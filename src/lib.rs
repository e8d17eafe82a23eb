//! # Notetree Architecture
//!
//! Notetree is the data-modeling core of a hierarchical note-taking
//! document. It is a library with no I/O: format translators, encryption,
//! asset storage, and UIs are external collaborators that talk to this
//! crate through a small set of value-returning operations.
//!
//! ## The Three Representations
//!
//! ```text
//! ┌─────────────────────────────────────────────────────────────┐
//! │  Tree (model/, element/)                                    │
//! │  - Notepad → Section → Note → NoteElement / Source          │
//! │  - Immutable values; every edit returns a new version       │
//! │  - internalRef: the one stable identity across versions     │
//! └─────────────────────────────────────────────────────────────┘
//!                  │ flatten()            ▲ to_notepad()
//!                  ▼                      │
//! ┌─────────────────────────────────────────────────────────────┐
//! │  Flat (flat/)                                               │
//! │  - Ref-keyed maps: O(1) lookup, order-preserving            │
//! │  - Round-trips back to the exact tree shape                 │
//! └─────────────────────────────────────────────────────────────┘
//!                  │ notes feed
//!                  ▼
//! ┌─────────────────────────────────────────────────────────────┐
//! │  Index (search/)                                            │
//! │  - Trie: title prefix search + exact hashtag lookup         │
//! │  - SearchRegistry: per-title cache with staleness rebuilds  │
//! └─────────────────────────────────────────────────────────────┘
//! ```
//!
//! ## Ground Rules
//!
//! - **No in-place mutation.** `add_section` / `add_note` / `add_element` /
//!   `add_source` / `add_asset` / `touch` all take `&self` and return a new
//!   value. Concurrent readers of an old version are never invalidated.
//! - **Refs, not pointers.** Parent back-references are `internalRef`
//!   lookups, so copy-on-write updates cannot leave them stale.
//! - **Translators use the operations.** External importers/exporters must
//!   build trees through the `add_*` surface (or [`shell`] restore), never
//!   by assembling fields directly, or the back-reference invariant breaks.
//! - **Fail fast on corrupt flat input.** Reconstruction never drops or
//!   re-homes an orphaned node; it returns an error.

pub mod element;
pub mod error;
pub mod flat;
pub mod model;
pub mod search;
pub mod shell;

pub use element::{
    can_optimise_element, normalize_checklists, ElementArgs, ElementKind, NoteElement,
    ASSET_SENTINEL,
};
pub use error::{NotepadError, Result};
pub use flat::{FlatNotepad, FlatSection};
pub use model::{Asset, InternalRef, Note, Notepad, Section, Source};
pub use search::{SearchRegistry, Trie};
pub use shell::{shell_timestamp, NotepadShell, SHELL_TIME_FORMAT};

-------

- Work to complete
Begin with the line containing "## Ground Rules" and retype it and each line after it through the end of the records, keeping them exact and including nothing more.

- Reply to the exercise
//! ## Ground Rules
//!
//! - **No in-place mutation.** `add_section` / `add_note` / `add_element` /
//!   `add_source` / `add_asset` / `touch` all take `&self` and return a new
//!   value. Concurrent readers of an old version are never invalidated.
//! - **Refs, not pointers.** Parent back-references are `internalRef`
//!   lookups, so copy-on-write updates cannot leave them stale.
//! - **Translators use the operations.** External importers/exporters must
//!   build trees through the `add_*` surface (or [`shell`] restore), never
//!   by assembling fields directly, or the back-reference invariant breaks.
//! - **Fail fast on corrupt flat input.** Reconstruction never drops or
//!   re-homes an orphaned node; it returns an error.

pub mod element;
pub mod error;
pub mod flat;
pub mod model;
pub mod search;
pub mod shell;

pub use element::{
    can_optimise_element, normalize_checklists, ElementArgs, ElementKind, NoteElement,
    ASSET_SENTINEL,
};
pub use error::{NotepadError, Result};
pub use flat::{FlatNotepad, FlatSection};
pub use model::{Asset, InternalRef, Note, Notepad, Section, Source};
pub use search::{SearchRegistry, Trie};
pub use shell::{shell_timestamp, NotepadShell, SHELL_TIME_FORMAT};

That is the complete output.